Adm. number | Year/grade | 1988 | Stream | Gradyacifs | |

Subject | Mechanics 1 (M1) | Variant(s) | P41, P42, P43 | ||

Start time | Duration | Stop time |

Qtn No. | 1 | 2 | 3 | 4 | 5 | Total |
---|---|---|---|---|---|---|

Marks | 12 | 12 | 10 | 10 | 11 | 55 |

Score |

Question 1 Code: 9709/41/M/J/15/7, Topic: -

Particles $A$ and $B$, of masses $0.3 \mathrm{~kg}$ and $0.7 \mathrm{~kg}$ respectively, are attached to the ends of a light inextensible string. Particle $A$ is held at rest on a rough horizontal table with the string passing over a smooth pulley fixed at the edge of the table. The coefficient of friction between $A$ and the table is $0.2$. Particle $B$ hangs vertically below the pulley at a height of $0.5 \mathrm{~m}$ above the floor (see diagram). The system is released from rest and $0.25 \mathrm{~s}$ later the string breaks. A does not reach the pulley in the subsequent motion. Find

$\text{(i)}$ the speed of $B$ immediately before it hits the floor, $[9]$

$\text{(ii)}$ the total distance travelled by $A$. $[3]$

Question 2 Code: 9709/42/M/J/15/7, Topic: -

A small ring $R$ is attached to one end of a light inextensible string of length $70 \mathrm{~cm}$. A fixed rough vertical wire passes through the ring. The other end of the string is attached to a point $A$ on the wire, vertically above $R$. A horizontal force of magnitude $5.6 \mathrm{~N}$ is applied to the point $J$ of the string $30 \mathrm{~cm}$ from $A$ and $40 \mathrm{~cm}$ from $R$. The system is in equilibrium with each of the parts $A J$ and $J R$ of the string taut and angle $A J R$ equal to $90^{\circ}$ (see diagram).

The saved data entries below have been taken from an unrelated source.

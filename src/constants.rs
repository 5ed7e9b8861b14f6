//! # Constants and type definitions for SENKRON
//!
//! This module centralizes the **physical constants**, **conversion factors**, and **common type
//! aliases** used by the ephemeris engine: angle units, time scale offsets, the J2000 mean
//! obliquity used to rotate JPL state vectors into the ecliptic frame, and the default file
//! names read and written by an engine run.

// -------------------------------------------------------------------------------------------------
// Physical constants and unit conversions
// -------------------------------------------------------------------------------------------------

/// A full turn, in degrees
pub const FULL_CIRCLE: Degree = 360.0;

/// Half a turn, in degrees
pub const HALF_CIRCLE: Degree = 180.0;

/// Number of seconds in a Julian day
pub const SECONDS_PER_DAY: f64 = 86_400.0;

/// Conversion factor between Julian Date and Modified Julian Date
pub const JDTOMJD: f64 = 2400000.5;

/// Arcseconds → radians
pub const RADSEC: f64 = std::f64::consts::PI / 648000.0;

/// Mean obliquity of the ecliptic at J2000.0 (IAU 1976), in arcseconds
pub const OBLIQUITY_J2000_ARCSEC: ArcSec = 84381.448;

// -------------------------------------------------------------------------------------------------
// Default file layout of an engine run
// -------------------------------------------------------------------------------------------------

/// Directory (relative to the working directory) holding the JPL kernels
pub const DEFAULT_EPHEMERIS_DIR: &str = "ephemeris";

/// File name of the persisted snapshot
pub const SNAPSHOT_FILE_NAME: &str = "ephemeris_snapshot.json";

/// File name of the human readable summary
pub const SUMMARY_FILE_NAME: &str = "ephemeris_summary.txt";

/// Run journal, relative to the output directory
pub const JOURNAL_FILE_NAME: &str = "logs/genesis_log.jsonl";

/// Module tag written in every journal line
pub const JOURNAL_MODULE: &str = "ephemeris_engine";

/// NAIF SPK kernels searched, in order, when no explicit file is configured
pub const NAIF_KERNEL_CANDIDATES: [&str; 3] = ["de421.bsp", "de440s.bsp", "de430t.bsp"];

/// Default upper bound for a single backend attempt, in seconds
pub const DEFAULT_BACKEND_TIMEOUT_SECS: u64 = 30;

// -------------------------------------------------------------------------------------------------
// Type aliases
// -------------------------------------------------------------------------------------------------

/// Angle in degrees
pub type Degree = f64;
/// Angle in arcseconds
pub type ArcSec = f64;
/// Distance in kilometers
pub type Kilometer = f64;
/// Modified Julian Date (days)
pub type MJD = f64;
/// Ephemeris time, TDB seconds past J2000
pub type EphemerisSeconds = f64;
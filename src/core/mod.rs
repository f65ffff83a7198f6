pub mod collaborators;
pub mod conversation;
pub mod error;
pub mod latency;
pub mod logging;
pub mod models;
pub mod results;
pub mod search;
pub mod simulated;
pub mod upload;
//! Upload driver against real and mocked processors.

use std::sync::Arc;
use std::time::Duration;

use tokio::sync::mpsc;
use tokio::time::Instant;

use crate::core::error::CollaboratorError;
use crate::core::latency::Fixed;
use crate::core::models::FileHandle;
use crate::core::simulated::SimulatedUploadProcessor;
use crate::core::upload::{
    drive_upload, UploadSignal, UploadStatus, UploadTask, UploadTiming, UploadTransition,
};
use crate::tests::mocks::{accepting_uploads, MockUploadProcessor};

fn pdf() -> FileHandle {
    FileHandle::from_path("/nonexistent/paper.pdf")
}

fn drain(rx: &mut mpsc::UnboundedReceiver<UploadSignal>) -> Vec<UploadSignal> {
    let mut signals = Vec::new();
    while let Ok(signal) = rx.try_recv() {
        signals.push(signal);
    }
    signals
}

#[tokio::test(start_paused = true)]
async fn test_two_second_processor_yields_nine_ticks_then_expiry() {
    let mut task = UploadTask::default();
    let ticket = task.select(vec![pdf()]).unwrap();
    let task_id = ticket.task_id;

    let processor = Arc::new(SimulatedUploadProcessor::new(Arc::new(Fixed::millis(2000)), 0.0));
    let (tx, mut rx) = mpsc::unbounded_channel();

    let start = Instant::now();
    drive_upload(ticket, processor, UploadTiming::default(), tx).await;
    let elapsed = start.elapsed();
    assert!(elapsed >= Duration::from_millis(4000));
    assert!(elapsed < Duration::from_millis(4100));

    let signals = drain(&mut rx);
    assert_eq!(signals.len(), 11);
    assert!(signals[..9]
        .iter()
        .all(|s| *s == UploadSignal::Tick { task_id }));
    assert_eq!(
        signals[9],
        UploadSignal::Finished {
            task_id,
            outcome: Ok(())
        }
    );
    assert_eq!(signals[10], UploadSignal::Expired { task_id });

    let mut progress = Vec::new();
    let mut transitions = Vec::new();
    for signal in signals {
        let transition = task.apply(signal);
        if let UploadTransition::Progressed(p) = transition {
            progress.push(p);
        } else {
            transitions.push(transition);
        }
    }
    assert_eq!(progress, vec![10, 20, 30, 40, 50, 60, 70, 80, 90]);
    assert_eq!(
        transitions,
        vec![
            UploadTransition::Succeeded(vec![pdf()]),
            UploadTransition::Reset
        ]
    );
    assert_eq!(task.status(), UploadStatus::Idle);
    assert_eq!(task.progress(), 0);
}

#[tokio::test(start_paused = true)]
async fn test_failed_processing_reports_error_then_resets() {
    let mut processor = MockUploadProcessor::new();
    processor
        .expect_process_upload()
        .times(1)
        .returning(|files| Err(CollaboratorError::Upload(format!("{} rejected", files.len()))));

    let mut task = UploadTask::default();
    let ticket = task.select(vec![pdf()]).unwrap();
    let task_id = ticket.task_id;
    let (tx, mut rx) = mpsc::unbounded_channel();

    drive_upload(ticket, Arc::new(processor), UploadTiming::default(), tx).await;

    let signals = drain(&mut rx);
    assert_eq!(signals.len(), 2);

    assert_eq!(
        task.apply(signals[0].clone()),
        UploadTransition::Failed("Upload processing failed: 1 rejected".into())
    );
    assert_eq!(task.status(), UploadStatus::Error);
    assert_eq!(task.progress(), 100);
    assert_eq!(task.last_error(), Some("Upload processing failed: 1 rejected"));

    assert_eq!(task.apply(signals[1].clone()), UploadTransition::Reset);
    assert_eq!(task.status(), UploadStatus::Idle);
}

#[tokio::test(start_paused = true)]
async fn test_driver_stops_when_receiver_dropped() {
    let mut task = UploadTask::default();
    let ticket = task.select(vec![pdf()]).unwrap();
    let (tx, rx) = mpsc::unbounded_channel::<UploadSignal>();
    drop(rx);

    let start = Instant::now();
    drive_upload(ticket, Arc::new(accepting_uploads()), UploadTiming::default(), tx).await;
    // No dwell once nobody is listening.
    assert!(start.elapsed() < Duration::from_millis(2000));
}

#[tokio::test(start_paused = true)]
async fn test_custom_timing_controls_tick_count() {
    let mut task = UploadTask::default();
    let ticket = task.select(vec![pdf()]).unwrap();
    let processor = Arc::new(SimulatedUploadProcessor::new(Arc::new(Fixed::millis(1000)), 0.0));
    let timing = UploadTiming {
        tick: Duration::from_millis(300),
        dwell: Duration::from_millis(500),
    };
    let (tx, mut rx) = mpsc::unbounded_channel();

    drive_upload(ticket, processor, timing, tx).await;

    let ticks = drain(&mut rx)
        .into_iter()
        .filter(|s| matches!(s, UploadSignal::Tick { .. }))
        .count();
    // 300, 600, 900
    assert_eq!(ticks, 3);
}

$\text{(i)}$ Find the tension in the part $A J$ of the string, and find the tension in the part $J R$ of the string. $[5]$

The ring $R$ has mass $0.2 \mathrm{~kg}$ and is in limiting equilibrium, on the point of moving up the wire.

$\text{(ii)}$ Show that the coefficient of friction between $R$ and the wire is $0.341$, correct to 3 significant figures. $[4]$

A particle of mass $m \mathrm{~kg}$ is attached to $R$ and $R$ is now in limiting equilibrium, on the point of moving down the wire.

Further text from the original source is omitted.